■ **Exercise aim**: Once the line containing "Ok(()) | Err(ObjectStoreError::NotFound" is found in the listing below, return it and each line after it through the last, exactly as given.

##### Information shown #####

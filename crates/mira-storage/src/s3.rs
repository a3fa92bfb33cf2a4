use crate::keys::validate_key;
use crate::traits::{Storage, StorageError, StorageResult, StoredObject};
use crate::StorageBackend;
use async_trait::async_trait;
use bytes::Bytes;
use mira_core::S3Config;
use object_store::aws::{AmazonS3, AmazonS3Builder};
use object_store::path::Path;
use object_store::Error as ObjectStoreError;
use object_store::{ObjectStoreExt, PutPayload, Result as ObjectResult};

/// S3-compatible storage implementation
#[derive(Clone)]
pub struct S3Storage {
    store: AmazonS3,
    bucket: String,
}

impl S3Storage {
    /// Create a new S3Storage from explicit endpoint and credentials
    /// (AWS, MinIO, DigitalOcean Spaces and similar).
    pub fn new(config: &S3Config) -> StorageResult<Self> {
        let allow_http = config.endpoint.starts_with("http://");
        let store = AmazonS3Builder::from_env()
            .with_region(config.region.clone())
            .with_bucket_name(config.bucket.clone())
            .with_endpoint(config.endpoint.clone())
            .with_allow_http(allow_http)
            .with_access_key_id(config.access_key.clone())
            .with_secret_access_key(config.secret_key.clone())
            .build()
            .map_err(|e| StorageError::ConfigError(e.to_string()))?;

        Ok(S3Storage {
            store,
            bucket: config.bucket.clone(),
        })
    }

    fn object_path(key: &str) -> StorageResult<Path> {
        if !validate_key(key) {
            return Err(StorageError::InvalidKey(
                "Storage key contains invalid characters".to_string(),
            ));
        }
        Ok(Path::from(key.to_string()))
    }
}

#[async_trait]
impl Storage for S3Storage {
    async fn put(&self, key: &str, data: Vec<u8>) -> StorageResult<StoredObject> {
        let location = self.location(key);

        if self.exists(key).await? {
            tracing::debug!(bucket = %self.bucket, key = %key, "Object already stored, skipping write");
            return Ok(StoredObject {
                key: key.to_string(),
                location,
                written: false,
            });
        }

        let path = Self::object_path(key)?;
        let size = data.len() as u64;
        let start = std::time::Instant::now();

        let result: ObjectResult<_> = self
            .store
            .put(&path, PutPayload::from(Bytes::from(data)))
            .await;

        result.map_err(|e| {
            tracing::error!(
                error = %e,
                bucket = %self.bucket,
                key = %key,
                size_bytes = size,
                duration_ms = start.elapsed().as_secs_f64() * 1000.0,
                "S3 upload failed"
            );
            StorageError::UploadFailed(e.to_string())
        })?;

        tracing::info!(
            bucket = %self.bucket,
            key = %key,
            size_bytes = size,
            duration_ms = start.elapsed().as_secs_f64() * 1000.0,
            "S3 upload successful"
        );

        Ok(StoredObject {
            key: key.to_string(),
            location,
            written: true,
        })
    }

    async fn get(&self, key: &str) -> StorageResult<Vec<u8>> {
        let path = Self::object_path(key)?;

        let result: ObjectResult<_> = self.store.get(&path).await;
        let result = result.map_err(|e| match e {
            ObjectStoreError::NotFound { .. } => StorageError::NotFound(key.to_string()),
            other => {
                tracing::error!(error = %other, bucket = %self.bucket, key = %key, "S3 download failed");
                StorageError::DownloadFailed(other.to_string())
            }
        })?;

        let bytes = result
            .bytes()
            .await
            .map_err(|e| StorageError::DownloadFailed(e.to_string()))?;

        Ok(bytes.to_vec())
    }

    async fn exists(&self, key: &str) -> StorageResult<bool> {
        let path = Self::object_path(key)?;
        match self.store.head(&path).await {
            Ok(_) => Ok(true),
            Err(ObjectStoreError::NotFound { .. }) => Ok(false),
            Err(e) => Err(StorageError::BackendError(e.to_string())),
        }
    }

    async fn delete(&self, key: &str) -> StorageResult<()> {
        let path = Self::object_path(key)?;

        let result: ObjectResult<_> = self.store.delete(&path).await;
        match result {
            Ok(()) | Err(ObjectStoreError::NotFound { .. }) => Ok(()),
            Err(e) => {
                tracing::error!(error = %e, bucket = %self.bucket, key = %key, "S3 delete failed");
                Err(StorageError::DeleteFailed(e.to_string()))
            }
        }
    }

    fn location(&self, key: &str) -> String {
        format!("s3://{}/{}", self.bucket, key)
    }

    fn backend_type(&self) -> StorageBackend {
        StorageBackend::S3
    }
}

#####

■ **Reply to the exercise**:
            Ok(()) | Err(ObjectStoreError::NotFound { .. }) => Ok(()),
            Err(e) => {
                tracing::error!(error = %e, bucket = %self.bucket, key = %key, "S3 delete failed");
                Err(StorageError::DeleteFailed(e.to_string()))
            }
        }
    }

    fn location(&self, key: &str) -> String {
        format!("s3://{}/{}", self.bucket, key)
    }

    fn backend_type(&self) -> StorageBackend {
        StorageBackend::S3
    }
}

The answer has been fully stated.